А сама к телевизору. По каналам щелк! Щелк! Как молчать? Гостье, видно, неловко.
— Ладно, слушайте дальше. Если хотите. Закопались в земле. “Посажу!” — она нам.
— Если грунт не проектный, за что? — удивляется Фая.
— За план. Ей вверху отвечать. Вертикаль. Анна Марковна — вспомнил. Много крови попортила всем. Гнали мы день и ночь. С фонарями. На стенах у меня доходило до пятнадцати каменщиков. А у каждого раньше — две подсобницы-женщины. Кранов не было — всё на горбу. Муравейник кишит. Я шутил — здесь Магнитка моя! А на сердце скребет: не успеем, посадят, собаки.

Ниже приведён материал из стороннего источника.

//! Legal entities: the organisations owning accounts and users

use crate::permissions::{Perm, Permissioned};
use clear_primitives::Address;
use serde::Serialize;
use std::fmt;

/// Kind of a legal entity
///
/// The kind selects the entity's permission mask; the byte tags are part of
/// the wire format of `CreateLegalEntity` transactions and must stay stable.
#[derive(Clone, Copy, Debug, PartialEq, Eq, Serialize)]
pub enum EntityKind {
    /// Clearing house: full permission set
    ClearingHouse,
    /// General clearing member: everything except creating legal entities
    GeneralClearingMember,
    /// Custodian: transfers and user management only
    Custodian,
}

impl EntityKind {
    /// Stable byte tag of the kind
    pub const fn as_byte(self) -> u8 {
        match self {
            EntityKind::ClearingHouse => 0x01,
            EntityKind::GeneralClearingMember => 0x02,
            EntityKind::Custodian => 0x03,
        }
    }

    /// Decode a kind from its byte tag
    pub fn from_byte(byte: u8) -> Option<EntityKind> {
        match byte {
            0x01 => Some(EntityKind::ClearingHouse),
            0x02 => Some(EntityKind::GeneralClearingMember),
            0x03 => Some(EntityKind::Custodian),
            _ => None,
        }
    }

    /// Permission mask granted to entities of this kind
    pub fn base_permissions(self) -> Perm {
        match self {
            EntityKind::ClearingHouse => Perm::TRANSFER
                .add(Perm::CREATE_ACCOUNT)
                .add(Perm::CREATE_LEGAL_ENTITY)
                .add(Perm::CREATE_USER),
            EntityKind::GeneralClearingMember => Perm::TRANSFER
                .add(Perm::CREATE_ACCOUNT)
                .add(Perm::CREATE_USER),
            EntityKind::Custodian => Perm::TRANSFER.add(Perm::CREATE_USER),
        }
    }
}

/// A legal entity
///
/// Created by a `CreateLegalEntity` transaction, immutable afterwards.
#[derive(Clone, Debug, PartialEq, Eq, Serialize)]
pub struct LegalEntity {
    /// Identifier (UUID string)
    pub id: String,
    /// Kind, fixing the permission mask
    pub kind: EntityKind,
    /// Display name
    pub name: String,
    /// Address of the creating user
    pub creator: Address,
    /// Identifier of the parent entity (empty for top-level entities)
    pub parent_id: String,
    /// Permission mask derived from the kind
    pub permissions: Perm,
}

impl LegalEntity {
    /// Create a new legal entity with the mask of its kind
    pub fn new(
        id: String,
        kind: EntityKind,
        name: String,
        creator: Address,
        parent_id: String,
    ) -> Self {
        LegalEntity {
            id,
            kind,
            name,
            creator,
            parent_id,
            permissions: kind.base_permissions(),
        }
    }
}

impl Permissioned for LegalEntity {
    fn permissions(&self) -> Perm {
        self.permissions
    }
}

impl fmt::Display for LegalEntity {
    fn fmt(&self, f: &mut fmt::Formatter<'_>) -> fmt::Result {
        write!(f, "LegalEntity{{{} {:?} {}}}", self.id, self.kind, self.name)
    }
}

/// Query payload wrapper for legal entity lookups
#[derive(Debug, Serialize)]
pub struct LegalEntitiesReturned {
    /// Entities in request order
    pub legal_entities: Vec<LegalEntity>,
}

— Успели? — возвращается Анна к подружке.
— Да! К четвертому сентября. За пять месяцев с полной отделкой! Даже после войны уже так не работал народ.
— Поумнели, — съязвила Анька. — Он у нас пол-Самары построил. Все от Толевого до Безымянки.
— Ну не пол, а порядочно.
— А малютке ты мне заливал: всю Самару. Я верила. Один раз затащил в крытый рынок меня. Поднимаю глаза — крыша просто под небом! Это дед мой построил? Мне три годика было, наверное. Так его уважала. Хвалилась в песочницах.
Он расцвел:
— Из Германии вывезли рынок. Конструкции. Сами немцы собрали. Хорошее время!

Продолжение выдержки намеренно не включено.